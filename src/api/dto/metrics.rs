//! DTOs for the visit metrics endpoint.

use serde::Serialize;

use crate::domain::entities::LinkMetrics;

/// Visit count for a live short code.
#[derive(Debug, Serialize)]
pub struct MetricsResponse {
    pub code: String,
    pub long_url: String,
    pub short_url: String,
    pub count: i64,
}

impl MetricsResponse {
    pub fn from_metrics(metrics: LinkMetrics, short_url: String) -> Self {
        Self {
            code: metrics.code,
            long_url: metrics.long_url,
            short_url,
            count: metrics.count,
        }
    }
}
//! Home page handler.

use askama::Template;
use askama_web::WebTemplate;
use axum::{extract::State, response::IntoResponse};

use crate::state::AppState;

/// Shorten form, optionally with an inline error and the values the user
/// submitted.
///
/// Renders `templates/index.html`.
#[derive(Template, WebTemplate, Default)]
#[template(path = "index.html")]
pub struct IndexTemplate {
    pub title: String,
    pub error: Option<String>,
    pub url: String,
    pub alias: String,
    pub expiration: String,
}

/// Renders the home page.
///
/// # Endpoint
///
/// `GET /`
pub async fn home_handler(State(state): State<AppState>) -> impl IntoResponse {
    IndexTemplate {
        title: state.site.title.clone(),
        expiration: "7".to_string(),
        ..Default::default()
    }
}
//! Long URL validation.
//!
//! URLs are checked but stored exactly as submitted (minus surrounding
//! whitespace), so resolving a code yields the same string the user entered.

use url::Url;

/// Errors that can occur during URL validation.
#[derive(Debug, thiserror::Error)]
pub enum UrlValidationError {
    #[error("The URL field cannot be empty.")]
    Empty,

    #[error("Invalid URL format: {0}")]
    InvalidFormat(String),

    #[error("Only HTTP and HTTPS protocols are allowed")]
    UnsupportedProtocol,

    #[error("URL must include a host")]
    MissingHost,
}

/// Validates a long URL and returns its trimmed form.
///
/// Rejects potentially dangerous schemes like `javascript:`, `data:` or `file:`.
///
/// # Errors
///
/// - [`UrlValidationError::Empty`] for empty or whitespace-only input
/// - [`UrlValidationError::InvalidFormat`] for malformed URLs
/// - [`UrlValidationError::UnsupportedProtocol`] for non-HTTP(S) schemes
/// - [`UrlValidationError::MissingHost`] when no host is present
pub fn validate_url(input: &str) -> Result<&str, UrlValidationError> {
    let trimmed = input.trim();
    if trimmed.is_empty() {
        return Err(UrlValidationError::Empty);
    }

    let url = Url::parse(trimmed).map_err(|e| UrlValidationError::InvalidFormat(e.to_string()))?;

    match url.scheme() {
        "http" | "https" => {}
        _ => return Err(UrlValidationError::UnsupportedProtocol),
    }

    if url.host_str().is_none_or(str::is_empty) {
        return Err(UrlValidationError::MissingHost);
    }

    Ok(trimmed)
}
★ ★ ★
What is being asked - Scan the listing above and identify each line holding the string "InvalidFormat"; copy every such line.

Task answer -
    InvalidFormat(String),
/// - [`UrlValidationError::InvalidFormat`] for malformed URLs
    let url = Url::parse(trimmed).map_err(|e| UrlValidationError::InvalidFormat(e.to_string()))?;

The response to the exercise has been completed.